Exercise inputs:
:::

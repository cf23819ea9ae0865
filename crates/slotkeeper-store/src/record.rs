use crate::persistence::StoredRecord;
use crate::StoreError;
use serde::{Deserialize, Serialize};

/// On-disk envelope of a single record.
#[derive(Debug, Clone, Serialize, Deserialize)]
pub(crate) struct RecordFile {
    pub revision: u64,
    /// blake3 over the revision and the canonical body.
    #[serde(default, skip_serializing_if = "Option::is_none")]
    pub checksum: Option<String>,
    pub body: serde_json::Value,
}

impl RecordFile {
    pub fn new(revision: u64, body: serde_json::Value) -> Result<Self, StoreError> {
        let mut file = Self {
            revision,
            checksum: None,
            body,
        };
        file.checksum = Some(file.compute_checksum()?);
        Ok(file)
    }

    fn compute_checksum(&self) -> Result<String, StoreError> {
        let canonical = serde_json::to_string(&self.body)?;
        let mut hasher = blake3::Hasher::new();
        hasher.update(self.revision.to_string().as_bytes());
        hasher.update(b":");
        hasher.update(canonical.as_bytes());
        Ok(hasher.finalize().to_hex().to_string())
    }

    /// Parse an envelope and verify its checksum. `name` is used in errors.
    pub fn parse(name: &str, content: &str) -> Result<Self, StoreError> {
        let file: RecordFile = serde_json::from_str(content)?;
        if let Some(ref expected) = file.checksum {
            let actual = file.compute_checksum()?;
            if actual != *expected {
                return Err(StoreError::IntegrityFailure {
                    record: name.to_owned(),
                    expected: expected.clone(),
                    actual,
                });
            }
        }
        Ok(file)
    }

    pub fn into_stored(self, id: &str) -> StoredRecord {
        StoredRecord {
            id: id.to_owned(),
            revision: self.revision,
            body: self.body,
        }
    }
}

/// Record ids become file names, so they are restricted to `[a-zA-Z0-9_-]`.
pub fn validate_record_id(id: &str) -> Result<(), StoreError> {
    if id.is_empty() || id.len() > 128 {
        return Err(StoreError::InvalidId(format!(
            "'{id}': record id must be 1-128 characters"
        )));
    }
    if !id
        .bytes()
        .all(|b| b.is_ascii_alphanumeric() || b == b'_' || b == b'-')
    {
        return Err(StoreError::InvalidId(format!(
            "'{id}': record id must match [a-zA-Z0-9_-]"
        )));
    }
    Ok(())
}
#[cfg(test)]
mod tests {
    use super::*;
    use chrono::Duration;
    use slotkeeper_store::MemoryStore;

    struct Fixture {
        store: Arc<MemoryStore>,
        engine: ReservationEngine,
        user: UserId,
        occurrence: OccurrenceId,
    }

    fn fixture(maximum: u32) -> Fixture {
        let store = Arc::new(MemoryStore::new());
        let engine = ReservationEngine::new(store.clone());
        let user = engine.register_user("parent@example.org", "Parent").unwrap();
        let occ = engine
            .schedule_occurrence(
                ActivityId::new("climbing"),
                Utc::now() + Duration::days(2),
                maximum,
                false,
            )
            .unwrap();
        Fixture {
            store,
            engine,
            user: user.id,
            occurrence: occ.id,
        }
    }

    #[test]
    fn zero_amount_is_rejected_before_any_store_access() {
        let f = fixture(10);
        let commits = f.store.commit_count();
        let err = f
            .engine
            .create(&UserId::new("nobody"), &f.occurrence, 0, "")
            .unwrap_err();
        assert!(matches!(err, CoreError::Validation(_)));
        assert_eq!(f.store.commit_count(), commits);
    }

    #[test]
    fn create_requires_live_user_and_occurrence() {
        let f = fixture(10);
        assert!(matches!(
            f.engine.create(&UserId::new("ghost"), &f.occurrence, 1, ""),
            Err(CoreError::NotFound { .. })
        ));
        assert!(matches!(
            f.engine.create(&f.user, &OccurrenceId::new("ghost"), 1, ""),
            Err(CoreError::NotFound { .. })
        ));
    }

    #[test]
    fn create_reserves_no_capacity() {
        let f = fixture(3);
        let r = f.engine.create(&f.user, &f.occurrence, 3, " hi ").unwrap();
        assert_eq!(r.state, ReservationState::Pending);
        assert_eq!(r.comment, "hi");
        assert_eq!(f.engine.availability(&f.occurrence).unwrap().used, 0);
    }

    #[test]
    fn confirm_then_cancel_restores_capacity() {
        let f = fixture(5);
        let r = f.engine.create(&f.user, &f.occurrence, 2, "").unwrap();
        f.engine.confirm(&r.id).unwrap();
        assert_eq!(f.engine.availability(&f.occurrence).unwrap().used, 2);

        let cancelled = f.engine.cancel(&r.id).unwrap();
        assert_eq!(cancelled.state, ReservationState::Cancelled);
        assert_eq!(f.engine.availability(&f.occurrence).unwrap().used, 0);
    }

    #[test]
    fn cancel_pending_leaves_capacity_alone() {
        let f = fixture(5);
        let held = f.engine.book(&f.user, &f.occurrence, 1, "").unwrap();
        let r = f.engine.create(&f.user, &f.occurrence, 2, "").unwrap();
        f.engine.cancel(&r.id).unwrap();
        assert_eq!(f.engine.availability(&f.occurrence).unwrap().used, 1);
        assert_eq!(held.state, ReservationState::Confirmed);
    }

    #[test]
    fn cancel_twice_is_invalid() {
        let f = fixture(5);
        let r = f.engine.create(&f.user, &f.occurrence, 1, "").unwrap();
        f.engine.cancel(&r.id).unwrap();
        assert!(matches!(
            f.engine.cancel(&r.id),
            Err(CoreError::InvalidTransition {
                from: ReservationState::Cancelled,
                to: ReservationState::Cancelled
            })
        ));
    }

    #[test]
    fn confirm_over_capacity_leaves_pending() {
        let f = fixture(3);
        let r = f.engine.create(&f.user, &f.occurrence, 4, "").unwrap();
        let err = f.engine.confirm(&r.id).unwrap_err();
        assert!(matches!(
            err,
            CoreError::CapacityExceeded {
                requested: 4,
                remaining: 3,
                ..
            }
        ));
        assert_eq!(
            f.engine.reservation(&r.id).unwrap().state,
            ReservationState::Pending
        );
        assert_eq!(f.engine.availability(&f.occurrence).unwrap().used, 0);
    }

    #[test]
    fn failed_commit_leaves_everything_untouched() {
        let f = fixture(5);
        let r = f.engine.create(&f.user, &f.occurrence, 2, "").unwrap();
        f.store.fail_next_commits(1);
        let err = f.engine.confirm(&r.id).unwrap_err();
        assert!(err.is_transient());
        assert_eq!(
            f.engine.reservation(&r.id).unwrap().state,
            ReservationState::Pending
        );
        assert_eq!(f.engine.availability(&f.occurrence).unwrap().used, 0);
        f.engine.confirm(&r.id).unwrap();
    }

    #[test]
    fn complete_requires_started_occurrence() {
        let f = fixture(5);
        let r = f.engine.book(&f.user, &f.occurrence, 1, "").unwrap();
        assert!(matches!(
            f.engine.complete(&r.id),
            Err(CoreError::NotYetHeld { .. })
        ));
        let later = Utc::now() + Duration::days(3);
        let done = f.engine.complete_as_of(&r.id, later).unwrap();
        assert_eq!(done.state, ReservationState::Completed);
        // Completion keeps the places counted.
        assert_eq!(f.engine.availability(&f.occurrence).unwrap().used, 1);
    }

    #[test]
    fn delete_only_retired() {
        let f = fixture(5);
        let r = f.engine.create(&f.user, &f.occurrence, 1, "").unwrap();
        assert!(matches!(
            f.engine.delete(&r.id),
            Err(CoreError::InvalidState { .. })
        ));
        f.engine.confirm(&r.id).unwrap();
        assert!(f.engine.delete(&r.id).is_err());
        f.engine.cancel(&r.id).unwrap();
        f.engine.delete(&r.id).unwrap();
        assert!(matches!(
            f.engine.reservation(&r.id),
            Err(CoreError::NotFound { .. })
        ));
    }

    #[test]
    fn book_fails_without_trace() {
        let f = fixture(2);
        f.engine.book(&f.user, &f.occurrence, 2, "").unwrap();
        let before = f.store.commit_count();
        assert!(matches!(
            f.engine.book(&f.user, &f.occurrence, 1, ""),
            Err(CoreError::CapacityExceeded { remaining: 0, .. })
        ));
        assert_eq!(f.store.commit_count(), before);
        assert_eq!(
            f.engine
                .reservations(&reservation::for_occurrence(&f.occurrence))
                .unwrap()
                .len(),
            1
        );
    }

    #[test]
    fn pending_occurrence_must_be_approved() {
        let f = fixture(5);
        let occ = f
            .engine
            .schedule_occurrence(ActivityId::new("art"), Utc::now(), 4, true)
            .unwrap();
        let r = f.engine.create(&f.user, &occ.id, 1, "").unwrap();
        assert!(matches!(
            f.engine.confirm(&r.id),
            Err(CoreError::OccurrenceNotApproved(_))
        ));
        f.engine.approve_occurrence(&occ.id).unwrap();
        f.engine.confirm(&r.id).unwrap();
    }

    #[test]
    fn confirm_pending_is_fifo() {
        let f = fixture(4);
        let first = f.engine.create(&f.user, &f.occurrence, 3, "").unwrap();
        let second = f.engine.create(&f.user, &f.occurrence, 2, "").unwrap();
        let third = f.engine.create(&f.user, &f.occurrence, 1, "").unwrap();

        let report = f.engine.confirm_pending(&f.occurrence).unwrap();
        assert_eq!(report.confirmed, vec![first.id, third.id]);
        assert_eq!(report.rejected, vec![second.id.clone()]);
        assert!(!report.interrupted);
        assert_eq!(
            f.engine.reservation(&second.id).unwrap().state,
            ReservationState::Pending
        );
        assert_eq!(f.engine.availability(&f.occurrence).unwrap().used, 4);
    }

    #[test]
    fn complete_elapsed_only_touches_started_occurrences() {
        let f = fixture(5);
        let past = f
            .engine
            .schedule_occurrence(ActivityId::new("art"), Utc::now() - Duration::hours(1), 5, false)
            .unwrap();
        let old = f.engine.book(&f.user, &past.id, 1, "").unwrap();
        let upcoming = f.engine.book(&f.user, &f.occurrence, 1, "").unwrap();
        let pending = f.engine.create(&f.user, &past.id, 1, "").unwrap();

        let done = f.engine.complete_elapsed(Utc::now()).unwrap();
        assert_eq!(done, vec![old.id.clone()]);
        assert_eq!(
            f.engine.reservation(&old.id).unwrap().state,
            ReservationState::Completed
        );
        assert_eq!(
            f.engine.reservation(&upcoming.id).unwrap().state,
            ReservationState::Confirmed
        );
        assert_eq!(
            f.engine.reservation(&pending.id).unwrap().state,
            ReservationState::Pending
        );
    }

    #[test]
    fn duplicate_email_is_rejected() {
        let f = fixture(1);
        assert!(matches!(
            f.engine.register_user("PARENT@example.org", "Again"),
            Err(CoreError::Validation(_))
        ));
        let u = f.engine.confirm_email(&f.user).unwrap();
        assert!(u.email_confirmed);
    }

    #[test]
    fn address_of_deleted_account_can_be_registered_again() {
        let f = fixture(1);
        let users = Repository::<User>::new(f.store.clone());
        let current = users.get(f.user.as_str()).unwrap();
        let mut uow = UnitOfWork::new(f.store.clone(), "delete-user");
        assert!(users.mark_deleted(&mut uow, &current, Utc::now()).unwrap());
        uow.commit().unwrap();

        let again = f.engine.register_user("parent@example.org", "Again").unwrap();
        assert_ne!(again.id, f.user);
        let claim = Repository::<EmailClaim>::new(f.store.clone())
            .get(&EmailClaim::key_for("parent@example.org"))
            .unwrap();
        assert_eq!(claim.entity.user_id, again.id);
        assert_eq!(claim.revision, 2);
        assert!(matches!(
            f.engine.register_user("parent@example.org", "Third"),
            Err(CoreError::Validation(_))
        ));
    }

    #[test]
    fn deleted_occurrence_cannot_be_booked() {
        let f = fixture(5);
        let occurrences = Repository::<Occurrence>::new(f.store.clone());
        let current = occurrences.get(f.occurrence.as_str()).unwrap();
        let mut uow = UnitOfWork::new(f.store.clone(), "delete-occurrence");
        assert!(occurrences.mark_deleted(&mut uow, &current, Utc::now()).unwrap());
        uow.commit().unwrap();

        for result in [
            f.engine.book(&f.user, &f.occurrence, 1, ""),
            f.engine.create(&f.user, &f.occurrence, 1, ""),
        ] {
            assert!(matches!(
                result,
                Err(CoreError::NotFound {
                    collection: Collection::Occurrences,
                    ..
                })
            ));
        }
    }
}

:::

Description of the task: When the word "past" appears in a line of the listing, pull that line out.

Final answer:
        let past = f
        let old = f.engine.book(&f.user, &past.id, 1, "").unwrap();
        let pending = f.engine.create(&f.user, &past.id, 1, "").unwrap();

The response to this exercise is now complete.